As a youth in Germany's politically unsettled post-World War I period Johann Leopold was involved in right wing paramilitary activity supported by his father.

==Marriage==
Charles Edward hoped to arrange a marriage between Prince Johann Leopold and Princess Juliana, heir presumptive to his first cousin Queen Wilhelmina of the Netherlands. The match never materialized, with Charles Edward blaming his "useless" son.
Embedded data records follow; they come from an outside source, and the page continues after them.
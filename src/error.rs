// SPDX-License-Identifier: MPL-2.0
// This Source Code Form is subject to the terms of the Mozilla Public
// License, v. 2.0. If a copy of the MPL was not distributed with this
// file, You can obtain one at https://mozilla.org/MPL/2.0/.

//! Error types for the irrigation panel.
//!
//! This module provides the error hierarchy used across the crate: value
//! validation, transport communication, response parsing, and the
//! calculation taxonomy that the orchestrator folds into a
//! [`CalculationOutcome::Failure`](crate::response::CalculationOutcome).

use thiserror::Error;

/// The main error type for this library.
#[derive(Debug, Error)]
pub enum Error {
    /// Error occurred during value validation.
    #[error("value error: {0}")]
    Value(#[from] ValueError),

    /// Error occurred during protocol communication.
    #[error("protocol error: {0}")]
    Protocol(#[from] ProtocolError),

    /// Error occurred while parsing a response.
    #[error("parse error: {0}")]
    Parse(#[from] ParseError),

    /// A calculation did not produce a watering time.
    #[error("calculation error: {0}")]
    Calculation(#[from] CalculationError),

    /// Panel configuration is invalid.
    #[error("invalid configuration: {0}")]
    InvalidConfiguration(String),
}

/// Errors related to value validation and constraints.
///
/// Only produced by the strict constructors of the bounded value types; the
/// input model clamps instead.
#[derive(Debug, Error, Clone, PartialEq)]
pub enum ValueError {
    /// A numeric value is outside the allowed range.
    #[error("{field} value {actual} is out of range [{min}, {max}]")]
    OutOfRange {
        /// Name of the constrained field.
        field: &'static str,
        /// Minimum allowed value.
        min: f64,
        /// Maximum allowed value.
        max: f64,
        /// The actual value that was provided.
        actual: f64,
    },

    /// The value was NaN.
    #[error("{0} value is not a number")]
    NotANumber(&'static str),
}

/// Errors related to transport communication with the calculation service.
#[derive(Debug, Error)]
pub enum ProtocolError {
    /// HTTP request failed.
    #[cfg(feature = "http")]
    #[error("HTTP request failed: {0}")]
    Http(#[from] reqwest::Error),

    /// The service answered with a non-2xx status.
    #[error("request failed with status code {status}: {reason}")]
    HttpStatus {
        /// Numeric HTTP status.
        status: u16,
        /// Canonical reason phrase.
        reason: String,
    },

    /// Connection to the service failed.
    #[error("connection failed: {0}")]
    ConnectionFailed(String),

    /// Request timed out.
    #[error("request timed out after {0} ms")]
    Timeout(u64),

    /// Invalid URL or address.
    #[error("invalid address: {0}")]
    InvalidAddress(String),
}

/// Errors related to parsing service responses.
#[derive(Debug, Error)]
pub enum ParseError {
    /// JSON parsing failed.
    #[error("JSON parse error: {0}")]
    Json(#[from] serde_json::Error),

    /// Expected field is missing from the response.
    #[error("missing field in response: {0}")]
    MissingField(String),
}

/// Why a calculation did not yield a watering time.
///
/// Every variant is caught at the orchestrator boundary and turned into a
/// failure outcome; none reaches the caller as an `Err`.
#[derive(Debug, Error)]
pub enum CalculationError {
    /// The service answered, but its status was not `"success"`.
    #[error("{}", REJECTED_REASON)]
    ServiceRejected {
        /// Status string the service reported.
        status: String,
        /// The `error` field of the response body, if any.
        detail: Option<String>,
    },

    /// The request could not complete.
    #[error("{0}")]
    Transport(#[from] ProtocolError),

    /// The response body could not be understood.
    #[error("{0}")]
    Malformed(#[from] ParseError),
}

/// User-visible reason for a rejected calculation.
pub const REJECTED_REASON: &str = "Failed to calculate watering time";

impl CalculationError {
    /// Returns `true` if the service answered but declined to calculate.
    #[must_use]
    pub fn is_rejection(&self) -> bool {
        matches!(self, Self::ServiceRejected { .. })
    }

    /// Returns the human-readable reason shown on the panel.
    #[must_use]
    pub fn reason(&self) -> String {
        self.to_string()
    }
}

/// A specialized Result type for this library.
pub type Result<T> = std::result::Result<T, Error>;
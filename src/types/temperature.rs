// SPDX-License-Identifier: MPL-2.0
// This Source Code Form is subject to the terms of the Mozilla Public
// License, v. 2.0. If a copy of the MPL was not distributed with this
// file, You can obtain one at https://mozilla.org/MPL/2.0/.

//! Ambient temperature type.

use std::fmt;

use crate::error::ValueError;

/// Ambient temperature in degrees Celsius (0-40).
///
/// # Examples
///
/// ```
/// use irrigation_panel::types::Temperature;
///
/// let temp = Temperature::new(25.0).unwrap();
/// assert_eq!(temp.value(), 25.0);
///
/// // Out-of-range values are rejected...
/// assert!(Temperature::new(41.0).is_err());
///
/// // ...or clamped onto the nearest bound
/// assert_eq!(Temperature::clamped(41.0), Temperature::MAX);
/// ```
#[derive(Debug, Clone, Copy, PartialEq, PartialOrd, serde::Serialize, serde::Deserialize)]
#[serde(try_from = "f64", into = "f64")]
pub struct Temperature(f64);

impl Temperature {
    /// Coldest accepted temperature (0°C).
    pub const MIN: Self = Self(0.0);

    /// Hottest accepted temperature (40°C).
    pub const MAX: Self = Self(40.0);

    /// Initial temperature of a fresh panel (20°C).
    pub const DEFAULT: Self = Self(20.0);

    /// Creates a new temperature value.
    ///
    /// # Errors
    ///
    /// Returns `ValueError::OutOfRange` if value is outside [0, 40], or
    /// `ValueError::NotANumber` for NaN.
    pub fn new(celsius: f64) -> Result<Self, ValueError> {
        super::checked("temperature", celsius, Self::MIN.0, Self::MAX.0).map(Self)
    }

    /// Creates a temperature value, clamping to the valid range.
    ///
    /// NaN maps to [`Temperature::DEFAULT`].
    #[must_use]
    pub fn clamped(celsius: f64) -> Self {
        Self(super::clamp(
            celsius,
            Self::MIN.0,
            Self::MAX.0,
            Self::DEFAULT.0,
        ))
    }

    /// Returns the temperature in degrees Celsius.
    #[must_use]
    pub const fn value(&self) -> f64 {
        self.0
    }
}

impl Default for Temperature {
    fn default() -> Self {
        Self::DEFAULT
    }
}

impl fmt::Display for Temperature {
    fn fmt(&self, f: &mut fmt::Formatter<'_>) -> fmt::Result {
        write!(f, "{}°C", self.0)
    }
}

impl TryFrom<f64> for Temperature {
    type Error = ValueError;

    fn try_from(value: f64) -> Result<Self, Self::Error> {
        Self::new(value)
    }
}

impl From<Temperature> for f64 {
    fn from(value: Temperature) -> Self {
        value.0
    }
}
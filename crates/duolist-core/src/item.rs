#![forbid(unsafe_code)]

//! Record model for the transfer control.
//!
//! A [`TransferItem`] carries the two fields the engine reads (`key`,
//! `disabled`) plus an opaque payload the host renders however it likes.
//! The engine never inspects the payload.

/// A single transferable record.
///
/// Identity is the key; keys must be unique within one data source.
/// Duplicate keys produce an undefined partition, not a fault; uniqueness
/// is a caller guarantee.
#[derive(Debug, Clone, PartialEq, Eq)]
pub struct TransferItem<P> {
    key: String,
    disabled: bool,
    payload: P,
}

impl<P> TransferItem<P> {
    /// Create a record with the given key and payload.
    #[must_use]
    pub fn new(key: impl Into<String>, payload: P) -> Self {
        Self {
            key: key.into(),
            disabled: false,
            payload,
        }
    }

    /// Set whether the record is pinned to its pane.
    #[must_use]
    pub fn disabled(mut self, disabled: bool) -> Self {
        self.disabled = disabled;
        self
    }

    /// Stable unique key, before any derivation override.
    #[must_use]
    pub fn key(&self) -> &str {
        &self.key
    }

    /// Whether the record may never be moved.
    #[must_use]
    pub const fn is_disabled(&self) -> bool {
        self.disabled
    }

    /// Host payload.
    #[must_use]
    pub fn payload(&self) -> &P {
        &self.payload
    }
}

/// Key derivation override applied wherever a record's key is resolved.
///
/// When configured on the engine, the derived key replaces
/// [`TransferItem::key`] during partitioning and in the disabled-record
/// filter, mirroring a host that computes row keys on the fly.
pub type KeyFn<P> = Box<dyn Fn(&TransferItem<P>) -> String>;

/// Effective key of `item` under an optional derivation override.
pub(crate) fn resolve_key<P>(item: &TransferItem<P>, key_fn: Option<&KeyFn<P>>) -> String {
    match key_fn {
        Some(f) => f(item),
        None => item.key.clone(),
    }
}
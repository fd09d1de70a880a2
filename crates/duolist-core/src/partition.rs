#![forbid(unsafe_code)]

//! Splitting one record collection across the two panes.
//!
//! The target pane is ordered by the target key sequence; the source pane
//! keeps the data source's own order. A target key with no matching record
//! leaves a hole at its position, surfaced to the caller and never compacted,
//! so positional order stays honest and the defect stays visible.

use crate::item::{KeyFn, TransferItem, resolve_key};

/// A record assigned to a pane, paired with its effective key.
///
/// The key is the resolved one: when a derivation override is configured it
/// can differ from [`TransferItem::key`].
#[derive(Debug, Clone)]
pub struct PaneEntry<'a, P> {
    /// Effective key used for membership and selection.
    pub key: String,
    /// The record itself.
    pub item: &'a TransferItem<P>,
}

/// Result of splitting a data source across the two panes.
#[derive(Debug)]
pub struct Partition<'a, P> {
    /// Records not named by any target key, in data-source order.
    pub source: Vec<PaneEntry<'a, P>>,
    /// One slot per target key, in target-key order. `None` marks a target
    /// key with no matching record.
    pub target: Vec<Option<PaneEntry<'a, P>>>,
}

impl<'a, P> Partition<'a, P> {
    /// Effective keys of the source pane, in pane order.
    #[must_use]
    pub fn source_keys(&self) -> Vec<String> {
        self.source.iter().map(|entry| entry.key.clone()).collect()
    }

    /// Source-pane keys of records that are not disabled.
    ///
    /// The usual candidate list for a select-all over the source pane.
    #[must_use]
    pub fn enabled_source_keys(&self) -> Vec<String> {
        self.source
            .iter()
            .filter(|entry| !entry.item.is_disabled())
            .map(|entry| entry.key.clone())
            .collect()
    }

    /// Target-pane entries with holes skipped, still in target-key order.
    pub fn present_target(&self) -> impl Iterator<Item = &PaneEntry<'a, P>> {
        self.target.iter().flatten()
    }

    /// Whether any target key failed to resolve to a record.
    #[must_use]
    pub fn has_holes(&self) -> bool {
        self.target.iter().any(Option::is_none)
    }
}

/// Split `data` into source and target panes according to `target_keys`.
///
/// Single pass over `data` in order. Each record's key is resolved (via the
/// derivation override when present) and looked up in `target_keys`: found
/// means the record fills that position of the target pane, not found means
/// it is appended to the source pane. The linear lookup makes this
/// O(|data| × |target_keys|), a known limit that is acceptable at the row
/// counts a transfer control displays and not worth changing the order
/// semantics over.
#[must_use]
pub fn partition<'a, P>(
    data: &'a [TransferItem<P>],
    target_keys: &[String],
    key_fn: Option<&KeyFn<P>>,
) -> Partition<'a, P> {
    let mut source = Vec::new();
    let mut target: Vec<Option<PaneEntry<'a, P>>> = Vec::with_capacity(target_keys.len());
    target.resize_with(target_keys.len(), || None);

    for item in data {
        let key = resolve_key(item, key_fn);
        match target_keys.iter().position(|candidate| *candidate == key) {
            Some(index) => target[index] = Some(PaneEntry { key, item }),
            None => source.push(PaneEntry { key, item }),
        }
    }

    Partition { source, target }
}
Johann Leopold's first wife was Baroness Feodora Marie Alma Margarete von der Horst (1905–1991), who divorced Wolf Sigismund, Baron Pergler von Perglas, in 1931. They married morganatically on 9 March 1932. The prince was forced to cede his own succession rights at the time of the marriage. The couple had three children and were divorced on 27 February 1962. His second wife was Maria Theresa Elizabeth Reindl (1908–1996), whom he married morganatically on 3 May 1963. They had no children.

==Issue==
| Name | Birth | Death | Notes |
By Baroness Feodora von der Horst
| Caroline Mathilde Adelheid Sibylla Marianne Erika Prinzessin von Sachsen-Coburg und Gotha | 5 April 1933; Hirschberg, Thuringia | | Marianne married Michael Nielsen (1923–1975) on 5 December 1953. They had two daughters. |
| Ernst Leopold Eduard Wilhelm Josias Prinz von Sachsen-Coburg und Gotha | 14 January 1935; Hirschberg, Thuringia | 27 June 1996; Bad Wiessee, by suicide along with his third wife Sabine. | Ernst Leopold married Ingeborg Henig (b. 16 August 1937 in Nordhausen) on 4 February 1961 in Herrenberg. They divorced on 26 March 1963. They had one son, Hubertus Prinz von Sachsen-Coburg und Gotha. He married, secondly, Gertraude Monika Pfeiffer (b. 1 July 1938 in Cottbus) on 29 May 1963, at Regensburg, Germany. They divorced on 20 September 1985. They had five children: Viktoria, Ernst-Josias, Carl-Eduard, Ferdinand-Christian and Alice-Sybilla. He married, thirdly, Sabine Margarete Biller (25 June 1941 – 27 June 1996 in Kreuth) on 20 January 1986 in Grünwald. They had no children. |
| Peter Albert Friedrich Josias Prinz von Sachsen-Coburg und Gotha | 12 June 1939; Dresden | | Peter Albert married Roswitha Henriette Breuer (1945–2013) on 12 May 1964. They had two sons. |

===Hubertus===
Hubertus Prinz von Sachsen-Coburg und Gotha (b. 8 December 1961) is the eldest son of Ernst-Leopold and his first wife, Ingeborg Henig. He was born at Herrenberg, West Germany, during the Cold War when part of his family's hereditary lands, located in West Germany, were retained by the Coburgs, while other portions were behind the Iron Curtain. Hubertus lived mostly in Bavaria following his parents' 1963 divorce and raised by his mother. He married Barbara Weissmann (b. Kaiserslautern, 21 May 1959), daughter of Eugen Weissmann and wife Renate Spettel, on 9 March 1993 at Garmisch-Partenkirchen and they were divorced on 12 September 2012 in the same city. They have one son, Sebastian Prinz von Sachsen-Coburg und Gotha born on 16 Jan 1994, who lived with his mother as of 2015. Hubertus administers family properties and lives in Garmisch-Partenkirchen.